In his article, titled “The Romantic, Poor Church,” editor Björn Odendahl writes: 

So also in Africa. Of course the Church is growing there. It grows because the people are socially dependent and often have nothing else but their faith. It grows because the educational situation there is on average at a rather low level and the people accept simple answers to difficult questions (of faith) [sic]. Answers like those that Cardinal Sarah of Guinea provides. And even the growing number of priests is a result not only of missionary power but also a result of the fact that the priesthood is one of the few possibilities for social security on the dark continent.

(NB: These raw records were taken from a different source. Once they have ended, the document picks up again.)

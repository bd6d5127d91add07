//! Load JSON config files that inherit from each other.
//!
//! A [`ConfigSpec`] names a project-relative config file, the schema it must
//! satisfy, which of its fields hold paths, and how each field inherits
//! along an `extends` chain. Loading returns a [`ResolvedConfig`]: the
//! merged document with every path field made absolute, plus a record of
//! which file declared each value and how it was originally written.

pub mod config;

pub use config::{
    ConfigError, ConfigSpec, ConfigSpecBuilder, CustomMerge, CustomResolver, FieldPattern,
    InheritancePolicy, JsonSchemaValidator, PathResolution, ResolveContext, ResolvedConfig,
    RigConfig, RigProfile, SchemaIssue, SchemaValidator,
};
//! Schema validation of loaded documents.
//!
//! Validation sits behind [`SchemaValidator`] so the engine never depends on
//! how a schema is evaluated. [`JsonSchemaValidator`] is the stock
//! implementation backed by the `jsonschema` crate.

use std::fmt;
use std::path::Path;

use serde_json::Value;

use super::ConfigError;

/// A single schema rule violated by a document.
#[derive(Debug, Clone, PartialEq, Eq)]
pub struct SchemaIssue {
    /// JSON pointer to the offending location in the validated document.
    pub instance_path: String,
    /// JSON pointer to the violated rule inside the schema.
    pub schema_path: String,
    pub message: String,
}

impl fmt::Display for SchemaIssue {
    fn fmt(&self, f: &mut fmt::Formatter<'_>) -> fmt::Result {
        let location = if self.instance_path.is_empty() {
            "/"
        } else {
            &self.instance_path
        };
        write!(
            f,
            "at {location}: {} (rule {})",
            self.message, self.schema_path
        )
    }
}

pub trait SchemaValidator: Send + Sync + fmt::Debug {
    /// Checks `document`, returning every violated rule on failure.
    fn validate(&self, document: &Value) -> Result<(), Vec<SchemaIssue>>;
}

/// JSON Schema validator compiled once from a schema document.
pub struct JsonSchemaValidator {
    validator: jsonschema::Validator,
}

impl JsonSchemaValidator {
    pub fn new(schema: &Value) -> Result<Self, ConfigError> {
        let validator =
            jsonschema::validator_for(schema).map_err(|e| ConfigError::InvalidSchema {
                reason: e.to_string(),
            })?;
        Ok(Self { validator })
    }

    /// Reads and compiles a schema file.
    pub fn from_file(path: &Path) -> Result<Self, ConfigError> {
        let contents = std::fs::read_to_string(path).map_err(|e| ConfigError::ReadError {
            path: path.to_path_buf(),
            source: e,
        })?;
        let schema: Value =
            serde_json::from_str(&contents).map_err(|e| ConfigError::MalformedDocument {
                path: path.to_path_buf(),
                source: e,
            })?;
        Self::new(&schema).map_err(|e| match e {
            ConfigError::InvalidSchema { reason } => ConfigError::InvalidSchema {
                reason: format!("{}: {reason}", path.display()),
            },
            other => other,
        })
    }
}

impl fmt::Debug for JsonSchemaValidator {
    fn fmt(&self, f: &mut fmt::Formatter<'_>) -> fmt::Result {
        f.debug_struct("JsonSchemaValidator").finish_non_exhaustive()
    }
}

impl SchemaValidator for JsonSchemaValidator {
    fn validate(&self, document: &Value) -> Result<(), Vec<SchemaIssue>> {
        let issues: Vec<SchemaIssue> = self
            .validator
            .iter_errors(document)
            .map(|error| SchemaIssue {
                instance_path: error.instance_path.to_string(),
                schema_path: error.schema_path.to_string(),
                message: error.to_string(),
            })
            .collect();

        if issues.is_empty() {
            Ok(())
        } else {
            Err(issues)
        }
    }
}

#[cfg(test)]
mod tests {
    use super::*;
    use serde_json::json;

    #[test]
    fn test_valid_document_passes() {
        let validator = JsonSchemaValidator::new(&json!({
            "type": "object",
            "properties": { "name": { "type": "string" } }
        }))
        .unwrap();

        assert!(validator.validate(&json!({ "name": "app" })).is_ok());
    }

    #[test]
    fn test_issue_points_at_field_and_rule() {
        let validator = JsonSchemaValidator::new(&json!({
            "type": "object",
            "properties": { "port": { "type": "integer" } }
        }))
        .unwrap();

        let issues = validator.validate(&json!({ "port": "eighty" })).unwrap_err();
        assert_eq!(issues.len(), 1);
        assert_eq!(issues[0].instance_path, "/port");
        assert!(issues[0].schema_path.contains("type"));
    }

    #[test]
    fn test_invalid_schema_is_rejected() {
        let result = JsonSchemaValidator::new(&json!({ "type": 12 }));
        assert!(matches!(result, Err(ConfigError::InvalidSchema { .. })));
    }

    #[test]
    fn test_schema_file_is_read() {
        let dir = tempfile::TempDir::new().unwrap();
        let path = dir.path().join("schema.json");
        std::fs::write(&path, r#"{ "type": "object", "required": ["name"] }"#).unwrap();

        let validator = JsonSchemaValidator::from_file(&path).unwrap();
        assert!(validator.validate(&json!({})).is_err());
    }

    #[test]
    fn test_invalid_schema_file_names_the_file() {
        let dir = tempfile::TempDir::new().unwrap();
        let path = dir.path().join("schema.json");
        std::fs::write(&path, r#"{ "type": 12 }"#).unwrap();

        match JsonSchemaValidator::from_file(&path) {
            Err(ConfigError::InvalidSchema { reason }) => {
                assert!(reason.contains(&path.display().to_string()), "{reason}");
            }
            other => panic!("expected InvalidSchema, got {other:?}"),
        }
    }
}
//! Reading one config file into a source-tagged document.

use std::path::Path;
use std::sync::Arc;

use serde_json::Value;

use super::node::{Node, NodeKind};
use super::ConfigError;

/// Key naming the file a document inherits from.
pub(crate) const EXTENDS_KEY: &str = "extends";
/// Editor hint; never part of a loaded document.
pub(crate) const SCHEMA_KEY: &str = "$schema";

/// The parsed contents of exactly one file, before merging.
#[derive(Debug, Clone)]
pub(crate) struct RawDocument {
    pub path: Arc<Path>,
    pub extends: Option<String>,
    pub node: Node,
}

/// Loads and parses a JSON config file.
///
/// Returns `Ok(None)` if the file doesn't exist. `path` should already be
/// absolute; it is recorded as the source of every node in the document.
pub(crate) fn read_document(path: &Path) -> Result<Option<RawDocument>, ConfigError> {
    let contents = match std::fs::read_to_string(path) {
        Ok(contents) => contents,
        Err(e) if e.kind() == std::io::ErrorKind::NotFound => return Ok(None),
        Err(e) => {
            return Err(ConfigError::ReadError {
                path: path.to_path_buf(),
                source: e,
            })
        }
    };
    tracing::debug!(path = %path.display(), bytes = contents.len(), "read config file");

    let value: Value =
        serde_json::from_str(&contents).map_err(|e| ConfigError::MalformedDocument {
            path: path.to_path_buf(),
            source: e,
        })?;
    parse_document(path, value).map(Some)
}

fn parse_document(path: &Path, value: Value) -> Result<RawDocument, ConfigError> {
    if !value.is_object() {
        return Err(ConfigError::InvalidDocument {
            path: path.to_path_buf(),
            reason: "top-level value must be an object".to_string(),
        });
    }

    let source: Arc<Path> = Arc::from(path);
    let mut node = Node::from_value(value, &source);
    node.take(SCHEMA_KEY);

    let extends = match node.take(EXTENDS_KEY).map(|n| n.kind) {
        None => None,
        Some(NodeKind::Scalar(Value::String(target))) => Some(target),
        Some(_) => {
            return Err(ConfigError::InvalidDocument {
                path: path.to_path_buf(),
                reason: format!("\"{EXTENDS_KEY}\" must be a string"),
            })
        }
    };

    Ok(RawDocument {
        path: source,
        extends,
        node,
    })
}
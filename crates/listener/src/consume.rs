//! The consumption loop.

use std::fmt::Display;

use futures::{Stream, StreamExt};
use tokio_util::sync::CancellationToken;
use tracing::{debug, info, warn};
use workflows::{BrokerError, InboundMessage, MessageHandler};

/// Feeds every delivery from `deliveries` to `handler`, one at a time.
///
/// Each message is handled to completion before the next is pulled, so
/// delivery order is processing order. Cancelling `shutdown` stops the loop
/// between messages and returns `Ok(())`; a message already being handled is
/// finished first. Receive errors are logged and skipped. The stream ending
/// without a shutdown request is reported as [`BrokerError::Consume`].
pub async fn consume<S, M, E>(
    mut deliveries: S,
    handler: &dyn MessageHandler,
    shutdown: &CancellationToken,
) -> Result<(), BrokerError>
where
    S: Stream<Item = Result<M, E>> + Unpin,
    M: InboundMessage,
    E: Display,
{
    let mut processed: u64 = 0;

    loop {
        let next = tokio::select! {
            biased;
            _ = shutdown.cancelled() => {
                info!(processed, "Shutdown requested, consumer stopped");
                return Ok(());
            }
            next = deliveries.next() => next,
        };

        match next {
            Some(Ok(message)) => {
                handler.handle(&message).await;
                processed += 1;
                debug!(processed, "Message handled");
            }
            Some(Err(e)) => warn!(error = %e, "Failed to receive message"),
            None => {
                return Err(BrokerError::Consume(format!(
                    "delivery stream ended after {processed} messages"
                )))
            }
        }
    }
}
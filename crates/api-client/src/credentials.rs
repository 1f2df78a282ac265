//! Short-lived signed credentials for the remote API.
//!
//! Every outbound call gets its own HS256 token carrying an admin role claim,
//! the configured audience, subject, and issuer, and a fixed one-minute
//! validity window. A random `jti` keeps two tokens minted within the same
//! second distinct.

use chrono::Utc;
use jsonwebtoken::{encode, Algorithm, EncodingKey, Header};
use serde::{Deserialize, Serialize};
use uuid::Uuid;
use workflows::CredentialError;

/// Validity window of a minted token.
pub const TOKEN_LIFETIME_SECONDS: i64 = 60;

/// Role claim granted to the handler's tokens.
const ADMIN_ROLE: &str = "admin";

/// Inputs for minting API tokens.
#[derive(Clone)]
pub struct CredentialConfig {
    /// Shared HS256 secret. Must not be empty.
    pub signing_key: String,
    pub audience: String,
    pub subject: String,
    pub issuer: String,
}

impl std::fmt::Debug for CredentialConfig {
    fn fmt(&self, f: &mut std::fmt::Formatter<'_>) -> std::fmt::Result {
        f.debug_struct("CredentialConfig")
            .field("signing_key", &"<redacted>")
            .field("audience", &self.audience)
            .field("subject", &self.subject)
            .field("issuer", &self.issuer)
            .finish()
    }
}

/// Claims carried by every minted token.
#[derive(Debug, Clone, PartialEq, Serialize, Deserialize)]
pub struct AdminClaims {
    pub role: String,
    pub iss: String,
    pub aud: String,
    pub sub: String,
    pub iat: i64,
    pub exp: i64,
    pub jti: String,
}

/// A signed token, good for exactly one request.
///
/// Not `Clone`. Consumed by [`SignedToken::into_bearer_header`]; `Debug`
/// output is redacted.
pub struct SignedToken(String);

impl SignedToken {
    /// Returns the raw compact JWS.
    pub fn as_str(&self) -> &str {
        &self.0
    }

    /// Consumes the token, producing the `Authorization` header value.
    pub fn into_bearer_header(self) -> String {
        format!("bearer {}", self.0)
    }
}

impl std::fmt::Debug for SignedToken {
    fn fmt(&self, f: &mut std::fmt::Formatter<'_>) -> std::fmt::Result {
        f.write_str("SignedToken(<redacted>)")
    }
}

/// Mints [`SignedToken`]s from a [`CredentialConfig`].
#[derive(Debug, Clone)]
pub struct TokenMinter {
    config: CredentialConfig,
}

impl TokenMinter {
    pub fn new(config: CredentialConfig) -> Self {
        Self { config }
    }

    /// Mints a new token valid from now for [`TOKEN_LIFETIME_SECONDS`].
    pub fn mint(&self) -> Result<SignedToken, CredentialError> {
        if self.config.signing_key.is_empty() {
            return Err(CredentialError::MissingSigningKey);
        }

        let iat = Utc::now().timestamp();
        let claims = AdminClaims {
            role: ADMIN_ROLE.to_string(),
            iss: self.config.issuer.clone(),
            aud: self.config.audience.clone(),
            sub: self.config.subject.clone(),
            iat,
            exp: iat + TOKEN_LIFETIME_SECONDS,
            jti: Uuid::new_v4().to_string(),
        };

        encode(
            &Header::new(Algorithm::HS256),
            &claims,
            &EncodingKey::from_secret(self.config.signing_key.as_bytes()),
        )
        .map(SignedToken)
        .map_err(|e| CredentialError::Signing(e.to_string()))
    }
}

#[cfg(test)]
mod tests {
    use super::*;
    use jsonwebtoken::{decode, DecodingKey, Validation};

    fn config(key: &str) -> CredentialConfig {
        CredentialConfig {
            signing_key: key.to_string(),
            audience: "api.dev".to_string(),
            subject: "actions-handler".to_string(),
            issuer: "actions-handler".to_string(),
        }
    }

    fn decode_claims(token: &SignedToken, key: &str) -> AdminClaims {
        let mut validation = Validation::new(Algorithm::HS256);
        validation.set_audience(&["api.dev"]);
        validation.set_issuer(&["actions-handler"]);
        decode::<AdminClaims>(token.as_str(), &DecodingKey::from_secret(key.as_bytes()), &validation)
            .unwrap()
            .claims
    }

    #[test]
    fn test_mint_carries_configured_claims_and_one_minute_expiry() {
        let minter = TokenMinter::new(config("super-secret-string"));
        let token = minter.mint().unwrap();
        let claims = decode_claims(&token, "super-secret-string");

        assert_eq!(claims.role, "admin");
        assert_eq!(claims.aud, "api.dev");
        assert_eq!(claims.sub, "actions-handler");
        assert_eq!(claims.iss, "actions-handler");
        assert_eq!(claims.exp - claims.iat, TOKEN_LIFETIME_SECONDS);
    }

    #[test]
    fn test_consecutive_tokens_differ() {
        let minter = TokenMinter::new(config("super-secret-string"));
        let first = minter.mint().unwrap();
        let second = minter.mint().unwrap();
        assert_ne!(first.as_str(), second.as_str());
        assert_ne!(
            decode_claims(&first, "super-secret-string").jti,
            decode_claims(&second, "super-secret-string").jti
        );
    }

    #[test]
    fn test_token_does_not_verify_with_other_key() {
        let token = TokenMinter::new(config("one")).mint().unwrap();
        let mut validation = Validation::new(Algorithm::HS256);
        validation.set_audience(&["api.dev"]);
        let result =
            decode::<AdminClaims>(token.as_str(), &DecodingKey::from_secret(b"two"), &validation);
        assert!(result.is_err());
    }

    #[test]
    fn test_empty_signing_key_is_rejected() {
        let result = TokenMinter::new(config("")).mint();
        assert!(matches!(result, Err(CredentialError::MissingSigningKey)));
    }

    #[test]
    fn test_bearer_header_format() {
        let token = TokenMinter::new(config("k")).mint().unwrap();
        let raw = token.as_str().to_string();
        assert_eq!(token.into_bearer_header(), format!("bearer {raw}"));
    }
}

Huizenga said that such an article has no place on a bishops’ conference website. 

“We all know that the German Bishops' Conference is one of the most progressive in the world. But it nevertheless beggars belief that such a statement would appear on the Conference's official website, with its lazy slander of African Christians and priests as poor and uneducated (Odendahl might as well have added ‘easy to command’) and its gratuitous swipe at Cardinal Sarah,” he wrote. 

“Natürlich progressives could never be guilty of such a sin and crime, but these words sure do suggest soft racism, the racism of elite white Western paternalism,” he added. 

African prelates have gained a solid reputation for being strong defenders of Catholic sexual morality because of their unwavering orthodox input into the recently concluded Synod on the Family in Rome. 

At one point during the Synod, Cardinal Robert Sarah urged Catholic leaders to recognize as the greatest modern enemies of the family what he called the twin “demonic” “apocalyptic beasts” of “the idolatry of Western freedom” and “Islamic fundamentalism.”

STORY: Cardinal Danneels warns African bishops to avoid ‘triumphalism’

“What Nazi-Fascism and Communism were in the 20th century, Western homosexual and abortion ideologies and Islamic fanaticism are today,” he said during his speech at the Synod last month. 

But African prelates’ adherence to orthodoxy has earned them enemies, especially from the camp of Western prelates bent on forming the Catholic Church in their own image and likeness, not according to Scripture, tradition, and the teaching magisterium of the Church. 

During last year’s Synod, German Cardinal Walter Kasper went as far as stating that the voice of African Catholics in the area of Church teaching on homosexuality should simply be dismissed.

African cardinals “should not tell us too much what we have to do,” he said in an October 2014 interview with ZENIT, adding that African countries are "very different, especially about gays.” 

Earlier this month Belgian Cardinal Godfried Danneels, instead of praising Africa for its vibrant and flourishing Catholicism, said that African prelates will one day have to look to Europe to get what he called “useful tips” on how to deal with “secularization” and “individualism.” 

The statement was criticized by one pro-family advocate as “patronizing of the worst kind” in light of the facts that numerous European churches are practically empty, vocations to the priesthood and religious life are stagnant, and the Catholic faith in Europe, especially in Belgium, is overall in decline.